What to work on ->
Working from the top of the records below, reproduce each line exactly, ending once you have written the line containing "use db_backup::ErrorKind;".

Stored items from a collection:

= = = =

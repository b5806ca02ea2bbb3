pub mod backup;
pub mod logging;
pub mod prompt;
pub mod report;
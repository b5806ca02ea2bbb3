//! Tests for the 'validate' command
//!
//! The validate command checks configuration structure and reports matrix
//! problems per database without running anything.

use db_backup::config::load_config;
use db_backup::strategies::build_plan;
use db_backup::ErrorKind;
use test_utils::{ConfigBuilder, ResultAssertions, TestContext};

#[test]
fn test_validate_valid_config() {
    let builder = ConfigBuilder::new()
        .add_database("postgres", "app")
        .add_database("mongodb", "events");
    let path = builder.write_config();

    let loaded = load_config(&path).assert_ok();
    assert_eq!(loaded.databases.len(), 2);
}

#[test]
fn test_validate_empty_database_list() {
    let ctx = TestContext::new();
    let path = ctx.create_file("db-backup.toml", "[global]\nbackup_dir = \"backup\"\n");

    load_config(&path).assert_err_contains("No databases defined");
}

#[test]
fn test_validate_empty_database_name() {
    let ctx = TestContext::new();
    let path = ctx.create_file(
        "db-backup.toml",
        r#"
[[databases]]
type = "mysql"
database = ""
"#,
    );

    load_config(&path).assert_err_contains("database name is empty");
}

#[test]
fn test_validate_reports_matrix_problems_per_database() {
    let builder = ConfigBuilder::new()
        .add_database("postgres", "ok")
        .add_database("oracle", "legacy")
        .add_database("mysql", "shop")
        .with_database_method("telnet");

    let problems: Vec<_> = builder
        .jobs()
        .iter()
        .filter_map(|job| build_plan(job).err())
        .collect();

    assert_eq!(problems.len(), 2);
    assert!(problems.iter().all(|e| e.kind() == ErrorKind::Configuration));
    assert_eq!(problems[0].to_string(), "unknown database type: oracle");
    assert_eq!(problems[1].to_string(), "unknown backup method: telnet");
}

#[test]
fn test_validate_missing_pod() {
    let mut entry = db_backup::config::DatabaseEntry {
        db_type: "postgres".to_string(),
        database: "app".to_string(),
        ..Default::default()
    };
    entry.method = Some("kubectl-exec".to_string());
    let builder = ConfigBuilder::new().add_entry(entry);

    let err = build_plan(&builder.jobs()[0]).unwrap_err();
    assert_eq!(
        err.to_string(),
        "kubectl-exec requires a pod name for database 'app'"
    );
}
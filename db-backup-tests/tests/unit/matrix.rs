//! The database type × execution method matrix against a mock executor

use db_backup::config::{DatabaseType, ExecutionMethod};
use rstest::rstest;
use std::sync::Arc;
use test_utils::{du_output, BackupManager, ConfigBuilder, MockExecutor, MockResponse, BATCH_STAMP};

#[rstest]
fn test_every_cell_succeeds(
    #[values(
        DatabaseType::Postgres,
        DatabaseType::Mysql,
        DatabaseType::Mariadb,
        DatabaseType::Mongodb
    )]
    db_type: DatabaseType,
    #[values(
        ExecutionMethod::DockerRun,
        ExecutionMethod::DockerExec,
        ExecutionMethod::KubectlExec
    )]
    method: ExecutionMethod,
) {
    let builder = ConfigBuilder::new()
        .with_method(method.as_str())
        .add_database(db_type.as_str(), "app")
        .with_password("s3cr3t-pw");
    let executor = MockExecutor::new()
        .with_default_response(MockResponse::stdout("dump"))
        .expect("du", MockResponse::stdout(&du_output("8.0K")));

    let outcomes = BackupManager::with_executor(Arc::new(executor.clone())).run(&builder.jobs());

    assert_eq!(outcomes.len(), 1);
    let outcome = &outcomes[0];
    assert!(outcome.success(), "{:?}", outcome.failure());
    assert_eq!(outcome.size(), Some("8.0K"));

    let type_dir = builder.backup_dir().join(db_type.as_str());
    let expected = if db_type == DatabaseType::Mongodb {
        type_dir.join(BATCH_STAMP)
    } else {
        type_dir.join(format!("app_{}.sql", BATCH_STAMP))
    };
    assert_eq!(outcome.artifact_path(), expected);

    // every external call goes through the method's program, plus du
    for call in executor.get_calls() {
        assert!(call.program == method.program() || call.program == "du");
        assert!(!call.args.iter().any(|a| a.contains("s3cr3t-pw")));
    }
}

#[rstest]
#[case(ExecutionMethod::DockerExec, 3)]
#[case(ExecutionMethod::KubectlExec, 3)]
#[case(ExecutionMethod::DockerRun, 1)]
fn test_mongodb_phase_count(#[case] method: ExecutionMethod, #[case] phases: usize) {
    let builder = ConfigBuilder::new()
        .with_method(method.as_str())
        .add_database("mongodb", "events");
    let executor = MockExecutor::new();

    BackupManager::with_executor(Arc::new(executor.clone())).run(&builder.jobs());

    assert_eq!(executor.call_count(method.program()), phases);
}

= = = =

Response to this exercise ->
repository b5806ca02ea2bbb3
pub mod backup;
pub mod logging;
pub mod prompt;
pub mod report;
repository b5806ca02ea2bbb3
//! Tests for the 'validate' command
//!
//! The validate command checks configuration structure and reports matrix
//! problems per database without running anything.

use db_backup::config::load_config;
use db_backup::strategies::build_plan;
use db_backup::ErrorKind;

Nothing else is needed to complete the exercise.